Print version ISSN 0001-3765On-line version ISSN 1678-2690

An. Acad. Bras. Ciênc. vol.91 no.3 Rio de Janeiro  2019  Epub Aug 19, 2019 

Agrarian Sciences

Low dissolved oxygen levels increase stress in piava (Megaleporinus obtusidens): iono-regulatory, metabolic and oxidative responses







1Instituto de Biologia, Universidade Federal da Bahia, Av. Adhemar de Barros, 500, 40170-110 Ondina, Salvador, BA, Brazil

2Departamento de Fisiologia e Farmacologia, Universidade Federal de Santa Maria, Av. Roraima, 1000, Camobi, 97105-900 Santa Maria, RS, Brazil


Abstract: The aquatic environment presents daily and/or seasonal variations in dissolved oxygen (DO) levels. Piava faces different DO levels in the water due to its distributional characteristics. The goal of this study was to describe the effects of low DO levels on plasma ion, biochemical and oxidative variables in piava juveniles. Fish were exposed to different DO levels, including 1.0, 2.0, 3.0, 4.0 and 5.0 mg L-1 of DO for 96 h, after which blood and tissue samples (liver, kidney, gill and muscle) were collected. The decrease in DO levels decreased plasma Na+, Cl-, K+ and NH3 levels as well as protein and glycogen levels in the liver, kidney and muscle; increased Na+/K+-ATPase activity in the gills and kidney as well as glucose and ammonia levels in the liver, kidney and muscle; and increased lactate levels in the kidney and muscle. Thiobarbituric acid-reacting substances, catalase and non-protein thiol levels decreased in the tissues of piavas exposed to low DO levels. It is concluded that piava can apparently cope with hypoxic conditions; however, low DO levels are a stressor, and the tolerance of piava to hypoxia involves iono-regulatory, metabolic and oxidative adjustments.
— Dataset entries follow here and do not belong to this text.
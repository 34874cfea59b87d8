//! A binary semaphore used to wake a parked worker.
//!
//! Built from a sticky `Mutex<bool>` + `Condvar` pair rather than a raw
//! condvar, so that `release` followed later by `acquire` is never lost:
//! the flag persists across the gap, unlike a plain "notify" which only
//! wakes threads already waiting.

use parking_lot::{Condvar, Mutex};

pub struct Signal {
    ready: Mutex<bool>,
    condvar: Condvar,
}

impl Signal {
    pub fn new() -> Self {
        Self {
            ready: Mutex::new(false),
            condvar: Condvar::new(),
        }
    }

    /// Park the calling thread until `release` has been (or is) called,
    /// then consume the notification.
    pub fn acquire(&self) {
        let mut ready = self.ready.lock();
        while !*ready {
            self.condvar.wait(&mut ready);
        }
        *ready = false;
    }

    /// Wake one waiter (or arm the next `acquire` if nobody is currently
    /// waiting).
    pub fn release(&self) {
        let mut ready = self.ready.lock();
        *ready = true;
        self.condvar.notify_one();
    }
}

impl Default for Signal {
    fn default() -> Self {
        Self::new()
    }
}

/// A level-triggered, waitable boolean. Used for `threads_complete`:
/// `wait_true` blocks until the flag is true, re-checking a caller
/// predicate on every wake to guard against spurious wakeups.
pub struct WaitableFlag {
    state: Mutex<bool>,
    condvar: Condvar,
}

impl WaitableFlag {
    pub fn new(initial: bool) -> Self {
        Self {
            state: Mutex::new(initial),
            condvar: Condvar::new(),
        }
    }

    pub fn set(&self, value: bool) {
        let mut state = self.state.lock();
        *state = value;
        if value {
            self.condvar.notify_all();
        }
    }

    /// Block until the flag is true and `still_true` confirms the
    /// underlying condition still holds (guards against the flag having
    /// flipped back to false between the wakeup and the caller
    /// re-checking it).
    pub fn wait_true(&self, mut still_true: impl FnMut() -> bool) {
        let mut state = self.state.lock();
        loop {
            if *state && still_true() {
                return;
            }
            self.condvar.wait(&mut state);
        }
    }
}

#[cfg(test)]
mod tests {
    use super::*;
    use std::sync::Arc;
    use std::thread;
    use std::time::Duration;

    #[test]
    fn release_before_acquire_is_not_lost() {
        let signal = Signal::new();
        signal.release();
        signal.acquire(); // must not block
    }

    #[test]
    fn acquire_blocks_until_release() {
        let signal = Arc::new(Signal::new());
        let woken = Arc::new(std::sync::atomic::AtomicBool::new(false));

        let s = signal.clone();
        let w = woken.clone();
        let handle = thread::spawn(move || {
            s.acquire();
            w.store(true, std::sync::atomic::Ordering::SeqCst);
        });

        thread::sleep(Duration::from_millis(50));
        assert!(!woken.load(std::sync::atomic::Ordering::SeqCst));
        signal.release();
        handle.join().unwrap();
        assert!(woken.load(std::sync::atomic::Ordering::SeqCst));
    }

    #[test]
    fn waitable_flag_unblocks_on_set_true() {
        let flag = Arc::new(WaitableFlag::new(false));
        let f = flag.clone();
        let handle = thread::spawn(move || {
            f.wait_true(|| true);
        });
        thread::sleep(Duration::from_millis(20));
        flag.set(true);
        handle.join().unwrap();
    }
}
Key words iono-regulatory; glucose; lactate; Na+; K+-ATPase activity; oxidative stress


The aquatic environment presents natural daily and/or seasonal variations in dissolved oxygen (DO) levels (Riffel et al. 2012). To supplement oxygen demand during periods of low DO levels in the water (hypoxia), many fishes have evolved the ability to survive such periods, although there is large interspecific variation in the severity and duration of hypoxia that can be tolerated (Speers-Roesch et al. 2013). Fish exposed to hypoxia respond with different metabolic strategies to increase their ability to extract oxygen from the medium (Lushchak et al. 2001, Wilhelm Filho et al. 2005, Lushchak and Bagnyukova 2006, Welker et al. 2013), however, the effects of hypoxia on fish metabolism and physiology are still not fully understood, especially in freshwater neotropical fish.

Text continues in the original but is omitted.